Pediatric Nephrology Services, Department of Pediatrics, Jawaharlal Institute of Postgraduate Medical Education and Research (JIPMER), Pondicherry, 605006, India.
Department of Pediatric Nephrology, St John's Medical College Hospital, Bangalore, India.
Pediatr Nephrol. 2024 Apr;39(4):1093-1104. doi: 10.1007/s00467-023-06200-9. Epub 2023 Nov 2.

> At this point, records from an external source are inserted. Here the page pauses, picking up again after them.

//! Emitter that turns a parsed `Snakefile` back into canonical text.
//!
//! Keyword headers and parameter lists are rendered here; plain-code
//! segments go through a `PythonFormatter` and are re-indented to their
//! structural depth.

use crate::ast::{Body, KeywordBlock, NodeId, PlainCode, Segment, Snakefile};
use crate::error::{FormattingError, FormattingErrorKind};
use crate::line::{DocumentStyle, Span};
use crate::python::{PythonError, PythonFormatter};
use crate::scanner::string_continuations;

/// Most blank lines kept between two top-level segments.
const MAX_BLANK_LINES: usize = 2;

/// Blank lines around `rule`, `checkpoint`, `subworkflow` and `module`.
const BLOCK_BLANK_LINES: usize = 2;

/// Render `snakefile`, formatting embedded Python with `python`.
///
/// Returns an empty string for a file with nothing but blank lines;
/// otherwise the output ends with exactly one newline.
pub fn emit(
    snakefile: &Snakefile,
    python: &dyn PythonFormatter,
) -> Result<String, FormattingError> {
    let emitter = Emitter {
        file: snakefile,
        style: &snakefile.style,
        python,
    };

    let mut out = String::new();
    let mut previous: Option<(NodeId, bool)> = None;

    for &id in &snakefile.roots {
        let mut chunk = String::new();
        emitter.segment(&mut chunk, id)?;
        if chunk.is_empty() {
            continue;
        }

        if let Some((prev, after_comment)) = previous {
            let blanks = emitter.blank_lines(prev, id, after_comment);
            out.push_str(&"\n".repeat(blanks));
        }
        out.push_str(&chunk);
        previous = Some((id, ends_with_comment(&chunk)));
    }

    Ok(out)
}

struct Emitter<'a> {
    file: &'a Snakefile,
    style: &'a DocumentStyle,
    python: &'a dyn PythonFormatter,
}

impl Emitter<'_> {
    fn segment(&self, out: &mut String, id: NodeId) -> Result<(), FormattingError> {
        match self.file.segment(id) {
            Segment::PlainCode(code) => self.plain_code(out, code),
            Segment::Keyword(block) => self.keyword(out, id, block),
        }
    }

    fn keyword(
        &self,
        out: &mut String,
        id: NodeId,
        block: &KeywordBlock,
    ) -> Result<(), FormattingError> {
        out.push_str(&self.style.indent(block.depth));
        out.push_str(block.keyword.as_str());
        if let Some(name) = &block.name {
            out.push(' ');
            out.push_str(name);
        }
        out.push(':');

        match &block.body {
            Body::Parameters(params) => {
                let top_level = self.file.node(id).parent.is_none();
                match params.sole_value() {
                    Some(value) if top_level => {
                        out.push(' ');
                        out.push_str(value);
                        out.push('\n');
                    }
                    _ => {
                        out.push('\n');
                        out.push_str(&params.render(block.depth, self.style));
                    }
                }
            }
            Body::Block(children) => {
                push_header_end(out, block.comment.as_deref());
                for &child in children {
                    self.segment(out, child)?;
                }
            }
            Body::Code(code) => {
                push_header_end(out, block.comment.as_deref());
                self.segment(out, *code)?;
            }
        }
        Ok(())
    }

    fn plain_code(&self, out: &mut String, code: &PlainCode) -> Result<(), FormattingError> {
        if code.code.trim().is_empty() {
            return Ok(());
        }

        tracing::debug!(
            first_line = code.first_line,
            last_line = code.last_line,
            depth = code.depth,
            "formatting python segment"
        );

        let formatted = self
            .python
            .format(&code.code)
            .map_err(|e| python_error(e, code))?;
        reindent(out, &formatted, code.depth, self.style);
        Ok(())
    }

    /// Blank lines to emit between two consecutive top-level segments.
    fn blank_lines(&self, previous: NodeId, current: NodeId, after_comment: bool) -> usize {
        let source = self.file.node(current).blank_lines_before;
        if self.is_block(current) {
            if after_comment && source == 0 {
                return 0;
            }
            return BLOCK_BLANK_LINES;
        }
        if self.is_block(previous) {
            return BLOCK_BLANK_LINES;
        }
        source.min(MAX_BLANK_LINES)
    }

    fn is_block(&self, id: NodeId) -> bool {
        matches!(self.file.segment(id), Segment::Keyword(block) if block.keyword.is_block())
    }
}

fn push_header_end(out: &mut String, comment: Option<&str>) {
    if let Some(comment) = comment {
        out.push_str("  ");
        out.push_str(comment);
    }
    out.push('\n');
}

/// Indent each line of `code` by `depth` levels, leaving string contents
/// that span lines alone.
fn reindent(out: &mut String, code: &str, depth: usize, style: &DocumentStyle) {
    let code = code.trim_end_matches(['\n', '\r']);
    if code.trim().is_empty() {
        return;
    }

    let indent = style.indent(depth);
    for (line, edges) in code.split('\n').zip(string_continuations(code)) {
        let line = line.trim_end_matches('\r');
        if edges.starts_inside {
            out.push_str(line);
        } else if !line.trim().is_empty() {
            out.push_str(&indent);
            out.push_str(if edges.ends_inside { line } else { line.trim_end() });
        }
        out.push('\n');
    }
}

fn ends_with_comment(chunk: &str) -> bool {
    chunk
        .lines()
        .next_back()
        .is_some_and(|line| line.starts_with('#'))
}

fn python_error(error: PythonError, code: &PlainCode) -> FormattingError {
    match error {
        PythonError::Syntax {
            line,
            column,
            message,
        } => FormattingError::new(
            FormattingErrorKind::InvalidPython {
                message,
                first_line: code.first_line,
                last_line: code.last_line,
            },
            Span::new(code.first_line + line.saturating_sub(1), column),
        ),
        PythonError::Unavailable(message) => FormattingError::new(
            FormattingErrorKind::ExternalFormatter { message },
            Span::new(code.first_line, 1),
        ),
    }
}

Three types of primary hyperoxaluria (PH) are recognized. However, data on PH type 2 (PH2), caused by defects in the GRHPR gene, are limited.
We reviewed the medical records of patients < 18 years of age with genetically-proven PH2 from seven centres across India to identify the age of onset, patterns of clinical presentation, short-term outcomes and genetic profile, and to determine if genotype-phenotype correlation exists.
We report 20 patients (all with nephrolithiasis or nephrocalcinosis) diagnosed to have PH2 at a median (IQR) age of 21.5 (7, 60) months. Consanguinity and family history of kidney stones were elicited in nine (45%) and eight (40%) patients, respectively. The median (IQR) serum creatinine at PH2 diagnosis was 0.45 (0.29, 0.56) mg/dL with the corresponding estimated glomerular filtration rate being 83 (60, 96) mL/1.73 m/min. A mutational hotspot (c.494 G > A), rare in Caucasians, was identified in 12 (60%) patients. An intronic splice site variant (c.735-1G > A) was noted in five (25%) patients. Four (20%) patients required surgical intervention for stone removal. Major adverse kidney events (mortality or chronic kidney disease (CKD) stages 3-5) were noted in six (30%) patients at a median (IQR) follow-up of 12 (6, 27) months. Risk factors for CKD progression and genotype-phenotype correlation could not be established.
PH2 should no longer be considered an innocuous disease, but rather a potentially aggressive disease with early age of presentation, and possible rapid progression to CKD stages 3-5 in childhood in some patients. A mutational hotspot (c.494 G > A variant) was identified in 60% of cases, but needs further exploration to decipher the genotype-phenotype correlation.
原发性高草酸尿症(PH)有三种类型。然而,关于由 GRHPR 基因突变引起的 PH2 的数据有限。
我们回顾了来自印度七个中心的年龄<18 岁的经基因证实的 PH2 患者的病历,以确定发病年龄、临床表现模式、短期结果和遗传特征,并确定是否存在基因型-表型相关性。
我们报告了 20 名患者(均患有肾结石或肾钙质沉着症),在中位数(IQR)年龄 21.5(7,60)个月时被诊断为 PH2。在 9 名(45%)和 8 名(40%)患者中分别发现了近亲结婚和肾结石家族史。在 PH2 诊断时,中位数(IQR)血清肌酐为 0.45(0.29,0.56)mg/dL,相应的估计肾小球滤过率为 83(60,96)mL/1.73 m/min。在 12 名(60%)患者中发现了一个突变热点(c.494 G > A),在白种人中罕见。在 5 名(25%)患者中发现了一个内含子剪接位点变异(c.735-1G > A)。有 4 名(20%)患者需要手术取石。在中位数(IQR)随访 12(6,27)个月时,有 6 名(30%)患者发生主要不良肾脏事件(死亡或慢性肾脏病(CKD)3-5 期)。CKD 进展的危险因素和基因型-表型相关性无法确定。
PH2 不应再被视为一种无害的疾病,而应被视为一种潜在的侵袭性疾病,在某些患者中,其发病年龄较早,且可能在儿童期迅速进展至 CKD 3-5 期。在 60%的病例中发现了一个突变热点(c.494 G > A 变异),但需要进一步探索以阐明基因型-表型相关性。